BMC Evol Biol. 2009 Aug 15;9:203. doi: 10.1186/1471-2148-9-203.
The availability of newly sequenced vertebrate genomes, along with more efficient and accurate alignment algorithms, have enabled the expansion of the field of comparative genomics. Large-scale genome rearrangement events modify the order of genes and non-coding conserved regions on chromosomes. While certain large genomic regions have remained intact over much of vertebrate evolution, others appear to be hotspots for genomic breakpoints.
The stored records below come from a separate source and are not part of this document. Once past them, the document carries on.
//! Database module for SQLite persistence
//!
//! Holds user accounts, subscriptions, uploaded-file metadata, payments, and
//! the append-only usage event log.

mod files;
mod payments;
mod schema;
mod subscriptions;
mod usage;
mod users;

pub use files::*;
pub use payments::*;
pub use schema::*;
pub use subscriptions::*;
pub use usage::*;
pub use users::*;

use sqlx::sqlite::{SqliteConnectOptions, SqlitePool, SqlitePoolOptions};
use std::str::FromStr;

use crate::error::Result;

/// Create a new database connection pool
pub async fn create_pool(database_url: &str) -> Result<SqlitePool> {
    let options = SqliteConnectOptions::from_str(database_url)?
        .create_if_missing(true)
        .journal_mode(sqlx::sqlite::SqliteJournalMode::Wal)
        .synchronous(sqlx::sqlite::SqliteSynchronous::Normal);

    let pool = SqlitePoolOptions::new()
        .max_connections(5)
        .connect_with(options)
        .await?;

    initialize_schema(&pool).await?;

    Ok(pool)
}

/// In-memory pool for tests. A single connection keeps every query on the
/// same `:memory:` database.
#[cfg(test)]
pub(crate) async fn test_pool() -> SqlitePool {
    let pool = SqlitePoolOptions::new()
        .max_connections(1)
        .connect("sqlite::memory:")
        .await
        .expect("in-memory pool");
    initialize_schema(&pool).await.expect("schema");
    pool
}
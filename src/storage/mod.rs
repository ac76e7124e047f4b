//! Artifact store
//!
//! Filesystem-keyed storage for uploaded PDFs and their derived summary
//! blobs. The store itself has no notion of expiry; the 24-hour lifetime is
//! enforced by the reclamation job in `cleanup`. Concurrent readers are safe;
//! a read racing a concurrent delete fails with `NotFound`, which callers
//! treat as an expired artifact.

mod types;

pub use types::{StorageError, SummaryDocument};

use std::io::ErrorKind;
use std::path::{Path, PathBuf};

use uuid::Uuid;

use crate::config::StorageConfig;

/// Local filesystem store for uploaded PDFs and summary blobs.
#[derive(Debug, Clone)]
pub struct FileStore {
    uploads_dir: PathBuf,
    summaries_dir: PathBuf,
}

impl FileStore {
    /// Create the store, ensuring both directories exist.
    pub async fn new(config: &StorageConfig) -> Result<Self, StorageError> {
        tokio::fs::create_dir_all(&config.uploads_dir).await?;
        tokio::fs::create_dir_all(&config.summaries_dir).await?;

        Ok(Self {
            uploads_dir: config.uploads_dir.clone(),
            summaries_dir: config.summaries_dir.clone(),
        })
    }

    /// Generate an opaque artifact id, used as the storage key.
    pub fn new_file_id() -> String {
        Uuid::new_v4().to_string()
    }

    pub fn uploads_dir(&self) -> &Path {
        &self.uploads_dir
    }

    pub fn summaries_dir(&self) -> &Path {
        &self.summaries_dir
    }

    fn pdf_path(&self, file_id: &str) -> PathBuf {
        self.uploads_dir.join(format!("{file_id}.pdf"))
    }

    fn summary_path(&self, file_id: &str) -> PathBuf {
        self.summaries_dir.join(format!("{file_id}.json"))
    }

    pub async fn save_pdf(&self, file_id: &str, bytes: &[u8]) -> Result<(), StorageError> {
        tokio::fs::write(self.pdf_path(file_id), bytes).await?;
        Ok(())
    }

    pub async fn read_pdf(&self, file_id: &str) -> Result<Vec<u8>, StorageError> {
        read_or_not_found(&self.pdf_path(file_id), file_id).await
    }

    pub async fn delete_pdf(&self, file_id: &str) -> Result<(), StorageError> {
        remove_if_present(&self.pdf_path(file_id)).await
    }

    pub async fn save_summary(
        &self,
        file_id: &str,
        summary: &SummaryDocument,
    ) -> Result<(), StorageError> {
        let content = serde_json::to_vec_pretty(summary)?;
        tokio::fs::write(self.summary_path(file_id), content).await?;
        Ok(())
    }

    pub async fn read_summary(&self, file_id: &str) -> Result<SummaryDocument, StorageError> {
        let bytes = read_or_not_found(&self.summary_path(file_id), file_id).await?;
        Ok(serde_json::from_slice(&bytes)?)
    }

    pub async fn delete_summary(&self, file_id: &str) -> Result<(), StorageError> {
        remove_if_present(&self.summary_path(file_id)).await
    }
}

async fn read_or_not_found(path: &Path, key: &str) -> Result<Vec<u8>, StorageError> {
    match tokio::fs::read(path).await {
        Ok(bytes) => Ok(bytes),
        Err(e) if e.kind() == ErrorKind::NotFound => {
            Err(StorageError::NotFound(key.to_string()))
        }
        Err(e) => Err(e.into()),
    }
}

/// Delete a file, treating "already gone" as success.
async fn remove_if_present(path: &Path) -> Result<(), StorageError> {
    match tokio::fs::remove_file(path).await {
        Ok(()) => Ok(()),
        Err(e) if e.kind() == ErrorKind::NotFound => Ok(()),
        Err(e) => Err(e.into()),
    }
}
The cause of the non-uniformity of breakpoints that occurred during vertebrate evolution is poorly understood.
We describe a machine learning method to distinguish genomic regions where breakpoints would be expected to have deleterious effects (called breakpoint-refractory regions) from those where they are expected to be neutral (called breakpoint-susceptible regions). Our predictor is trained using breakpoints that took place along the human lineage since amniote divergence. Based on our predictions, refractory and susceptible regions have very distinctive features. Refractory regions are significantly enriched for conserved non-coding elements as well as for genes involved in development, whereas susceptible regions are enriched for housekeeping genes, likely to have simpler transcriptional regulation.
We postulate that long-range transcriptional regulation strongly influences chromosome break fixation. In many regions, the fitness cost of altering the spatial association between long-range regulatory regions and their target genes may be so high that rearrangements are not allowed. Consequently, only a limited, identifiable fraction of the genome is susceptible to genome rearrangements.
新测序的脊椎动物基因组的可得性,以及更高效和准确的比对算法,推动了比较基因组学领域的扩展。大规模基因组重排事件改变了染色体上基因和非编码保守区域的顺序。虽然某些大的基因组区域在脊椎动物进化的大部分过程中保持完整,但其他区域似乎是基因组断点的热点。脊椎动物进化过程中发生的断点不均匀性的原因尚不清楚。
我们描述了一种机器学习方法,用于区分预计断点会产生有害影响的基因组区域(称为断点难处理区域)和预计断点为中性的区域(称为断点易感区域)。我们的预测器使用自羊膜动物分化以来在人类谱系中发生的断点进行训练。根据我们的预测,难处理区域和易感区域具有非常独特的特征。难处理区域显著富集保守非编码元件以及参与发育的基因,而易感区域则富集管家基因,其转录调控可能更简单。
我们推测长程转录调控强烈影响染色体断点固定。在许多区域,改变长程调控区域与其靶基因之间空间关联的适应性成本可能非常高,以至于不允许重排。因此,只有基因组中有限的、可识别的一部分易发生基因组重排。